Eve & Bob: Date #7 b
By Eve Sturges
Excuse My Cynicism
Well, it finally happened.
Wait, let me listen to it again.
(3:45 minutes later) Yes. It’s me. Undeniably.
On my long list of dreams, squished somewhere between becoming a firefighter and kissing James McAvoy, sits some sort of misty fantasy about a hot boy writing songs about me.
Bob is that hot boy. (Surfing 365/year at 5 am does a body good.) Bob is funny (dry humor that makes me hurt inside.) Bob writes excellent songs that he sings with a gravelly voice, and plays on his guitar. He is sort of the quiet type, but fills the silence with his music, often picking up and playing in sort of random intervals throughout the day and night.
Except it’s not a love song.
Bob and I have an agreement not to love one another because he is moving away, and I “don’t want something serious anyhow.” Except, we had more fun together than we expected to, and learned more from each other than we planned. His song is truthful about these things, and…yet…it is still a song. About me.
I am not sure how to feel. My life isn’t any different than it was before the song was written. I still have dirty dishes in the sink. I still don’t have enough money. Lily’s bedroom light bulb needs changing, and I am still not tall enough, even with a chair. And—most importantly—our relationship is no different. This Bob still doesn’t love me, and very soon he is still moving away. The song doesn’t really signify anything; Bob put some of our experiences into poetic meter, and it goes nicely with his guitar.

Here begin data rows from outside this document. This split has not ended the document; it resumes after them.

impl Tracker {
    pub fn new() -> Self {
        Self::default()
    }

    /// Clear prior state and index every node reachable from `root`:
    /// ascendant maps are built parents-first by summing each parent's map
    /// once per edge, then adding the node's own entry.
    pub fn track_root(&mut self, graph: &DependencyGraph, root: NodeId) -> NupakResult<()> {
        self.root = Some(root);
        self.entries.clear();
        self.ascendants.clear();
        self.order.clear();
        self.untracked.clear();

        let order = traversal::topological_order(graph, root)?;
        for (position, &id) in order.iter().enumerate() {
            self.order.insert(id, position);

            let mut ascendants: HashMap<NodeId, i64> = HashMap::new();
            for &parent in &graph.node(id).outer {
                let Some(inherited) = self.ascendants.get(&parent) else {
                    continue; // unreachable parent, carries no root paths
                };
                for (&ancestor, &count) in inherited {
                    let slot = ascendants.entry(ancestor).or_insert(0);
                    *slot = slot.checked_add(count).ok_or_else(overflow)?;
                }
            }
            *ascendants.entry(id).or_insert(0) += 1;
            self.ascendants.insert(id, ascendants);

            self.entries
                .entry(graph.node(id).key.name_key())
                .or_default()
                .push(id);
        }
        Ok(())
    }

    /// Withdraw `id`'s path contributions from every descendant, scaled by
    /// the surviving `id`-to-descendant path count. Contributions are not
    /// forwarded through descendants that were themselves untracked earlier
    /// (theirs are already gone). A second untrack of the same node is a
    /// no-op.
    pub fn untrack(&mut self, graph: &DependencyGraph, id: NodeId) -> NupakResult<()> {
        if !self.untracked.insert(id) {
            return Ok(());
        }
        let Some(removed) = self.ascendants.get(&id).cloned() else {
            return Ok(());
        };

        let mut descendants = self.descendants_of(graph, id);
        descendants.sort_by_key(|d| self.order.get(d).copied().unwrap_or(usize::MAX));

        let mut down: HashMap<NodeId, i64> = HashMap::from([(id, 1)]);
        for &at in std::iter::once(&id).chain(descendants.iter()) {
            if at != id && self.untracked.contains(&at) {
                continue;
            }
            let multiplicity = down.get(&at).copied().unwrap_or(0);
            if multiplicity == 0 {
                continue;
            }
            for &child in &graph.node(at).inner {
                let slot = down.entry(child).or_insert(0);
                *slot = slot.checked_add(multiplicity).ok_or_else(overflow)?;
            }
        }

        for descendant in descendants {
            let multiplicity = down.get(&descendant).copied().unwrap_or(0);
            if multiplicity == 0 {
                continue;
            }
            let Some(ascendants) = self.ascendants.get_mut(&descendant) else {
                continue;
            };
            for (&ancestor, &count) in &removed {
                let withdrawn = multiplicity.checked_mul(count).ok_or_else(overflow)?;
                if let Some(slot) = ascendants.get_mut(&ancestor) {
                    *slot -= withdrawn;
                    if *slot <= 0 {
                        ascendants.remove(&ancestor);
                    }
                }
            }
        }
        Ok(())
    }

    /// Untrack `id` and drop it from its name entry.
    pub fn remove(&mut self, graph: &DependencyGraph, id: NodeId) -> NupakResult<()> {
        self.untrack(graph, id)?;
        let name = graph.node(id).key.name_key();
        if let Some(candidates) = self.entries.get_mut(&name) {
            candidates.retain(|&candidate| candidate != id);
        }
        Ok(())
    }

    /// True iff every other non-rejected same-name candidate is either
    /// version-dominated by `id` or related to it by ancestry. Ancestry
    /// disputes are nearest-wins territory and are settled by eclipse
    /// detection, never by version comparison: a deeper node cannot
    /// displace a shallower one of the same name, however high its version.
    pub fn is_best_version(&self, graph: &DependencyGraph, id: NodeId) -> bool {
        let node = graph.node(id);
        let Some(candidates) = self.entries.get(&node.key.name_key()) else {
            return true;
        };
        for &candidate in candidates {
            if candidate == id {
                continue;
            }
            if graph.node(candidate).disposition == Disposition::Rejected {
                continue;
            }
            if version_dominates(graph, id, candidate) {
                continue;
            }
            if self.is_ancestor(candidate, id) || self.is_ancestor(id, candidate) {
                continue;
            }
            return false;
        }
        true
    }

    /// Any candidate sharing `id`'s name with disposition `Accepted`.
    pub fn is_any_version_accepted(&self, graph: &DependencyGraph, id: NodeId) -> bool {
        self.entries
            .get(&graph.node(id).key.name_key())
            .is_some_and(|candidates| {
                candidates
                    .iter()
                    .any(|&c| graph.node(c).disposition == Disposition::Accepted)
            })
    }

    /// Whether any parent-pointer path from `ancestor` to `descendant`
    /// survives.
    pub fn is_ancestor(&self, ancestor: NodeId, descendant: NodeId) -> bool {
        self.path_count(ancestor, descendant) > 0
    }

    /// Is every root path to `id` blocked by another same-named candidate
    /// chosen nearer the root?
    ///
    /// The parents of each live same-name candidate are choke points: below
    /// such a parent the name is already resolved to that candidate. The
    /// number of root paths hitting at least one choke is computed by
    /// first-passage decomposition over the chokes in topological order —
    /// the inclusion-exclusion over the choke poset — using only tracked
    /// path counts. `id` is eclipsed iff that number covers every root path.
    pub fn eclipse(&self, graph: &DependencyGraph, id: NodeId) -> NupakResult<Eclipse> {
        let Some(root) = self.root else {
            return Ok(Eclipse::Clear);
        };
        if id == root {
            return Ok(Eclipse::Clear);
        }
        let total = self.path_count(root, id);
        if total <= 0 {
            return Ok(Eclipse::Clear);
        }
        let node = graph.node(id);
        let Some(candidates) = self.entries.get(&node.key.name_key()) else {
            return Ok(Eclipse::Clear);
        };

        // (choke, owning candidate) pairs, topologically ordered
        let mut chokes: Vec<(NodeId, NodeId)> = Vec::new();
        let mut seen: HashSet<NodeId> = HashSet::new();
        for &candidate in candidates {
            if candidate == id || graph.node(candidate).disposition == Disposition::Rejected {
                continue;
            }
            for &choke in &graph.node(candidate).outer {
                if choke != id && seen.insert(choke) {
                    chokes.push((choke, candidate));
                }
            }
        }
        if chokes.is_empty() {
            return Ok(Eclipse::Clear);
        }
        chokes.sort_by_key(|(choke, _)| self.order.get(choke).copied().unwrap_or(usize::MAX));

        // first_hits[i]: root paths whose first choke is chokes[i]
        let mut first_hits: Vec<i64> = vec![0; chokes.len()];
        let mut blocked: i64 = 0;
        let mut blockers: Vec<NodeId> = Vec::new();
        for i in 0..chokes.len() {
            let (choke, owner) = chokes[i];
            let mut arriving = self.path_count(root, choke);
            for j in 0..i {
                let through = first_hits[j]
                    .checked_mul(self.path_count(chokes[j].0, choke))
                    .ok_or_else(overflow)?;
                arriving = arriving.checked_sub(through).ok_or_else(overflow)?;
            }
            first_hits[i] = arriving.max(0);

            let contribution = first_hits[i]
                .checked_mul(self.path_count(choke, id))
                .ok_or_else(overflow)?;
            if contribution > 0 {
                blocked = blocked.checked_add(contribution).ok_or_else(overflow)?;
                if !blockers.contains(&owner) {
                    blockers.push(owner);
                }
            }
        }

        if blocked < total {
            return Ok(Eclipse::Clear);
        }

        let own_version = node.item.as_ref().and_then(|item| item.version.as_ref());
        let all_strictly_lower = !blockers.is_empty()
            && blockers.iter().all(|&blocker| {
                let blocker_version = graph
                    .node(blocker)
                    .item
                    .as_ref()
                    .and_then(|item| item.version.as_ref());
                match (blocker_version, own_version) {
                    (Some(theirs), Some(ours)) => theirs < ours,
                    _ => false,
                }
            });
        if all_strictly_lower {
            // blockers are in choke order, so the first is nearest the root
            Ok(Eclipse::Downgraded(blockers[0]))
        } else {
            Ok(Eclipse::Shadowed)
        }
    }

    fn path_count(&self, from: NodeId, to: NodeId) -> i64 {
        self.ascendants
            .get(&to)
            .and_then(|ancestors| ancestors.get(&from))
            .copied()
            .unwrap_or(0)
    }

    fn descendants_of(&self, graph: &DependencyGraph, id: NodeId) -> Vec<NodeId> {
        let mut out = Vec::new();
        let mut seen: HashSet<NodeId> = HashSet::new();
        let mut queue: VecDeque<NodeId> = graph.node(id).inner.iter().copied().collect();
        while let Some(next) = queue.pop_front() {
            if next == id || !seen.insert(next) {
                continue;
            }
            out.push(next);
            queue.extend(graph.node(next).inner.iter().copied());
        }
        out
    }
}
//! Thread-local recycling of graph-walk scratch buffers.
//!
//! A full restore runs one resolver per target graph, potentially on many
//! threads, and each resolver pass performs several breadth-first and
//! topological walks. The walks rent their queue and bookkeeping buffers
//! from a per-thread pool instead of reallocating on every pass.
//!
//! Ownership contract: rent, use, clear, return. The pool slot is left
//! empty while rented, so a nested rent gets a fresh allocation instead of
//! aliasing the outer one, and returning never overwrites an occupied slot.

use std::cell::RefCell;
use std::collections::{HashMap, HashSet, VecDeque};

/// Reusable scratch space for graph walks.
///
/// Buffers hold raw arena indices, keeping this crate independent of the
/// graph crate's id types.
#[derive(Debug, Default)]
pub struct Scratch {
    pub queue: VecDeque<u32>,
    pub seen: HashSet<u32>,
    pub counts: HashMap<u32, i64>,
}

impl Scratch {
    /// Empty all buffers, keeping their capacity.
    pub fn clear(&mut self) {
        self.queue.clear();
        self.seen.clear();
        self.counts.clear();
    }
}

thread_local! {
    static POOL: RefCell<Option<Box<Scratch>>> = const { RefCell::new(None) };
}

/// Rent the thread's scratch buffers, run `f`, then clear and return them.
pub fn with_scratch<R>(f: impl FnOnce(&mut Scratch) -> R) -> R {
    let mut scratch = POOL
        .with(|slot| slot.borrow_mut().take())
        .unwrap_or_default();
    let result = f(&mut scratch);
    scratch.clear();
    POOL.with(|slot| {
        let mut slot = slot.borrow_mut();
        if slot.is_none() {
            *slot = Some(scratch);
        }
    });
    result
}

I had a photographer-Bob tell me that I was his inspiration, that I made him so happy he realized he could do anything, and pursue his art, that it was me that helped him pick up where his ex-girlfriend had left him, broken, scared and alone. He freaked out one week later, stopped calling me altogether, missing my birthday. I had another Bob tell me he was sure that I was The One, that we were perfect together, that he never met anyone like me before in his life, and that was all on the first date. He ended things four days later, deciding that he was only 29, and not ready to settle down. His music career was just
about to blow up, you see, and he’d be touring any minute now. (His words, not mine. And for the record, his songs have yet to grace the air waves, 2 years later)
Can I hold on to the first moment I heard the song, instead of being absorbed by the cynicism that swelled up in the moments after? Beyond one second, I meant something to someone who may or may not be serious about me at all. And as he sings it over and over for crowds, it will lose its meaning, because he’s not thinking about it all, he’s just got it memorized. And the line about me is going to get him laid by everyone else, so that puts me….where?
I don’t know what it’s like for girls about which love songs are written, but I imagine the experience isn’t much different. I don’t mean the kind of songs that cheesy men sing for their wives at weddings, or write on their Casios and play privately just for the two of them during some sort of embarrassing love-making ritual. I mean the songs that are written by singer song writers and then sung about in front of audiences all over the place on stages and around camp fires and at open mikes and recorded on Myspace pages in the acoustic/folk/punk/electronic categories. Being a part of that kind of music is so much less important feeling than I had always imagined it would be.
Bob will sing this song over and over, and they’re just words that go nicely with his guitar, and he has them memorized so they’re no longer words, just sounds. And no matter what these sounds might mean to either of us, Bob will still move away. I will end things with him before his departure date because I’ve reached a point where resisting love is too hard. It becomes harder to resist the feeling into which I’m so tempted to collapse. Singing the song does not rescind our arrangement. He moves away, I don’t love him, nobody gets hurt. The song isn’t about loving me.